HOW TO COMPLETE THIS TASK: Reproduce, with no alteration, the span of lines that begins at the line containing "Ok(Json(EvictResponse::from(report)))" and ends at the last line of the records, both ends included, and nothing else.

AVAILABLE RECORDS:
..........
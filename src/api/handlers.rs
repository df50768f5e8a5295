//! API Handlers
//!
//! HTTP request handlers for each cache server endpoint.

use std::sync::Arc;
use tokio::sync::RwLock;
use tracing::debug;

use axum::{
    extract::{Path, State},
    Json,
};

use crate::cache::{CacheEngine, EngineOptions};
use crate::error::{CacheError, Result};
use crate::models::{
    DeleteResponse, EvictResponse, GetResponse, HealthResponse, KeysResponse, RemovedResponse,
    SetRequest, SetResponse, StatsResponse,
};
use crate::storage::{EntryStore, InMemoryStore};

/// Application state shared across all handlers.
///
/// Contains the cache engine wrapped in Arc<RwLock<>> for thread-safe access.
#[derive(Clone)]
pub struct AppState {
    /// Thread-safe cache engine
    pub cache: Arc<RwLock<CacheEngine>>,
}

impl AppState {
    /// Creates a new AppState with the given cache engine.
    pub fn new(cache: CacheEngine) -> Self {
        Self {
            cache: Arc::new(RwLock::new(cache)),
        }
    }

    /// Creates a new AppState from configuration.
    ///
    /// Initializes an in-memory store and an engine with parameters from the Config.
    /// Fails when the configured namespace is not usable.
    pub fn from_config(config: &crate::config::Config) -> Result<Self> {
        let store: Arc<dyn EntryStore> = Arc::new(InMemoryStore::new());
        let engine = CacheEngine::new(store, EngineOptions::from(config))?;
        Ok(Self::new(engine))
    }
}

/// Handler for PUT /set
///
/// Stores a key-value pair in the cache with optional TTL, priority and tags.
pub async fn set_handler(
    State(state): State<AppState>,
    Json(req): Json<SetRequest>,
) -> Result<Json<SetResponse>> {
    if let Some(error_msg) = req.validate() {
        return Err(CacheError::InvalidRequest(error_msg));
    }

    let (key, value, options) = req.into_parts();
    let mut cache = state.cache.write().await;
    cache.set(&key, value, options).await?;

    Ok(Json(SetResponse::new(key)))
}

/// Handler for GET /get/:key
///
/// Retrieves a value from the cache by key.
pub async fn get_handler(
    State(state): State<AppState>,
    Path(key): Path<String>,
) -> Result<Json<GetResponse>> {
    // Write lock: reads update access bookkeeping and stats
    let mut cache = state.cache.write().await;
    let entry = cache.get_entry(&key).await?;

    Ok(Json(GetResponse::new(key, &entry.value, &entry)))
}

/// Handler for DELETE /del/:key
///
/// Deletes a key from the cache.
pub async fn delete_handler(
    State(state): State<AppState>,
    Path(key): Path<String>,
) -> Result<Json<DeleteResponse>> {
    let mut cache = state.cache.write().await;
    cache.remove(&key).await?;

    Ok(Json(DeleteResponse::new(key)))
}

/// Handler for GET /keys
pub async fn keys_handler(State(state): State<AppState>) -> Result<Json<KeysResponse>> {
    let cache = state.cache.read().await;
    Ok(Json(KeysResponse::new(cache.keys().await?)))
}

/// Handler for GET /tags/:tag
pub async fn tag_keys_handler(
    State(state): State<AppState>,
    Path(tag): Path<String>,
) -> Result<Json<KeysResponse>> {
    let cache = state.cache.read().await;
    Ok(Json(KeysResponse::new(cache.keys_by_tag(&tag).await?)))
}

/// Handler for DELETE /tags/:tag
///
/// Removes every entry carrying the tag.
pub async fn invalidate_tag_handler(
    State(state): State<AppState>,
    Path(tag): Path<String>,
) -> Result<Json<RemovedResponse>> {
    let mut cache = state.cache.write().await;
    let removed = cache.invalidate_tag(&tag).await?;

    Ok(Json(RemovedResponse { removed }))
}

/// Handler for POST /evict
///
/// Runs the eviction policy now, which is a no-op when within budget.
pub async fn evict_handler(State(state): State<AppState>) -> Result<Json<EvictResponse>> {
    let mut cache = state.cache.write().await;
    let report = cache.enforce_budget().await?;
    if report.is_empty() {
        debug!(namespace = cache.namespace(), "Manual eviction found nothing to remove");
    }

    Ok(Json(EvictResponse::from(report)))
}

/// Handler for DELETE /clear
pub async fn clear_handler(State(state): State<AppState>) -> Result<Json<RemovedResponse>> {
    let mut cache = state.cache.write().await;
    let removed = cache.clear().await?;

    Ok(Json(RemovedResponse { removed }))
}

/// Handler for GET /stats
///
/// Returns current cache statistics.
pub async fn stats_handler(State(state): State<AppState>) -> Json<StatsResponse> {
    let cache = state.cache.read().await;
    let stats = cache.stats();

    Json(StatsResponse::new(&stats, cache.namespace(), cache.max_size(), cache.policy_name()))
}

/// Handler for GET /health
///
/// Returns health status of the server.
pub async fn health_handler() -> Json<HealthResponse> {
    Json(HealthResponse::healthy())
}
..........
EXERCISE ANSWER:
    Ok(Json(EvictResponse::from(report)))
}

/// Handler for DELETE /clear
pub async fn clear_handler(State(state): State<AppState>) -> Result<Json<RemovedResponse>> {
    let mut cache = state.cache.write().await;
    let removed = cache.clear().await?;

    Ok(Json(RemovedResponse { removed }))
}

/// Handler for GET /stats
///
/// Returns current cache statistics.
pub async fn stats_handler(State(state): State<AppState>) -> Json<StatsResponse> {
    let cache = state.cache.read().await;
    let stats = cache.stats();

    Json(StatsResponse::new(&stats, cache.namespace(), cache.max_size(), cache.policy_name()))
}

/// Handler for GET /health
///
/// Returns health status of the server.
pub async fn health_handler() -> Json<HealthResponse> {
    Json(HealthResponse::healthy())
}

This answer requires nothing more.